Genomic DNA was extracted from the total microbial community of each sample using the E.Z.N.a™ Mag\Bind Soil DNA Kit (Omega, M5635-02, Norcross, GA, USA) according to the manufacturer’s instructions. The concentration of the extracted DNA was measured using a Qubit 3.0 fluorometer (Thermo Fisher Scientific, Waltham, MA, USA) to ensure that a sufficient amount of high-quality genomic DNA was obtained.

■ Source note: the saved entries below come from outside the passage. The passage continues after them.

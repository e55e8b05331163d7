//! Request handling — one line of input in, one response out.

use std::sync::Arc;

use tracing::{error, info};

use crate::cycle::Guardian;
use crate::events::GuardianEvent;
use crate::lookup::KnowledgeLookup;
use crate::types::CycleSource;

const SHUTDOWN_WORDS: &[&str] = &["goodbye", "exit", "quit"];
const SEARCH_PREFIX: &str = "search ";
const EXCERPT_CHARS: usize = 200;

#[derive(Debug, Clone, PartialEq, Eq)]
pub enum Command {
    Dream,
    Search(String),
    Shutdown,
    Status,
}

impl Command {
    /// Case-insensitive match; the first rule that matches wins. Shutdown
    /// words must stand alone, so "quite" or "equity" never end a session.
    pub fn parse(input: &str) -> Self {
        let trimmed = input.trim();
        let lower = trimmed.to_lowercase();

        if lower.contains("dream") {
            return Command::Dream;
        }

        if let Some(idx) = lower.find(SEARCH_PREFIX) {
            let start = idx + SEARCH_PREFIX.len();
            // Keep the user's casing when lower-casing did not shift byte offsets.
            let topic = trimmed
                .get(start..)
                .filter(|_| lower.len() == trimmed.len())
                .unwrap_or(&lower[start..])
                .trim();
            if !topic.is_empty() {
                return Command::Search(topic.to_string());
            }
        }

        if lower
            .split(|c: char| !c.is_alphanumeric())
            .any(|word| SHUTDOWN_WORDS.contains(&word))
        {
            return Command::Shutdown;
        }

        Command::Status
    }

    pub fn is_shutdown(&self) -> bool {
        matches!(self, Command::Shutdown)
    }
}

pub struct RequestHandler {
    guardian: Arc<Guardian>,
    lookup: Arc<dyn KnowledgeLookup>,
}

impl RequestHandler {
    pub fn new(guardian: Arc<Guardian>, lookup: Arc<dyn KnowledgeLookup>) -> Self {
        Self { guardian, lookup }
    }

    /// Run one cycle, then dispatch the parsed command.
    pub async fn handle(&self, input: &str) -> String {
        self.guardian.run_cycle(CycleSource::Request).await;

        let response = match Command::parse(input) {
            Command::Dream => self.dream().await,
            Command::Search(topic) => self.search(&topic).await,
            Command::Shutdown => self.shutdown().await,
            Command::Status => self.status(input).await,
        };

        self.speak(&response).await;
        response
    }

    async fn dream(&self) -> String {
        match self.guardian.force_dream().await {
            Some(_) => "Engaging in dream-state processing.".to_string(),
            None => "Nothing to dream about yet.".to_string(),
        }
    }

    async fn search(&self, topic: &str) -> String {
        info!("Searching for '{}'", topic);
        let found = self.lookup.lookup(topic).await;

        let state = self.guardian.state();
        let mut store = state.lock().await;
        let record = store.record_learning(topic, found.is_some());

        let response = match found {
            Some(content) => {
                let excerpt = excerpt(&content);
                store.learn(topic, content);
                store.remember(format!("Learned about {}", topic));
                format!("Learned about {}: {}", topic, excerpt)
            }
            None => format!("No data found for '{}'.", topic),
        };
        drop(store);

        self.guardian.broadcast(GuardianEvent::Learned(record));
        response
    }

    async fn shutdown(&self) -> String {
        match self.guardian.save().await {
            Ok(()) => "Goodbye. State saved.".to_string(),
            Err(e) => {
                error!("Save on shutdown failed: {}", e);
                "Goodbye. (State could not be saved.)".to_string()
            }
        }
    }

    async fn status(&self, input: &str) -> String {
        let state = self.guardian.state();
        let mut store = state.lock().await;
        let line = input.trim();
        if !line.is_empty() {
            store.remember(line);
        }
        format!(
            "Thinking... Recursive cycle: {} | energy limit {:.2}",
            store.recursion_count(),
            store.energy_limit()
        )
    }

    async fn speak(&self, text: &str) {
        if self.guardian.capabilities().voice.is_none() {
            return;
        }
        let capabilities = self.guardian.capabilities().clone();
        let text = text.to_string();
        if let Err(e) = tokio::task::spawn_blocking(move || capabilities.speak(&text)).await {
            error!("Voice task failed: {}", e);
        }
    }
}

fn excerpt(content: &str) -> String {
    if content.chars().count() > EXCERPT_CHARS {
        let cut: String = content.chars().take(EXCERPT_CHARS).collect();
        format!("{}...", cut)
    } else {
        content.to_string()
    }
}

2.3. 16S rRNA Amplification and Sequencing

The V4–V5 hypervariable region of the bacterial 16S rRNA gene was targeted for amplification using universal primers 515F (GTGCCAGCMGCCGCGGTAA) and 907R (CCCCGYCAATTCMTTTRAGT) [22] in a 30 µL reaction volume containing 10–20 ng DNA template, 1 µL of each primer (10 µM), 15 µL 2× Hieff® Robust PCR Master Mix (Yeasen, Shanghai, China), and nuclease-free water. Amplification was performed in an Applied Biosystems 9700 thermal cycler (Thermo Fisher Scientific, Waltham, MA, USA) using a two-step program: (1) initial denaturation at 94 °C for 3 min; 5 cycles of 94 °C for 30 s, 45 °C for 20 s, 65 °C for 30 s; then 20 cycles of 94 °C for 20 s, 55 °C for 20 s, 72 °C for 30 s; final extension at 72 °C for 5 min; followed by (2) 95 °C for 3 min; 5 cycles of 94 °C for 20 s, 55 °C for 20 s, 72 °C for 30 s; final extension at 72 °C for 5 min. PCR products were verified via 2% agarose gel electrophoresis, purified using Hieff NGS™ DNA Selection Beads (Yeasen, Shanghai, China) to remove primer dimers, quantified by Qubit® dsDNA assay (Thermo Fisher, Waltham, MA, USA) and bioanalyzer (Agilent 2100, Agilent Technologies, Santa Clara, CA, USA), pooled equimolarly, and sequenced on an Illumina MiSeq platform (Illumina, San Diego, CA, USA) by Sangon BioTech (Shanghai, China) after library construction with Illumina adaptors/indices.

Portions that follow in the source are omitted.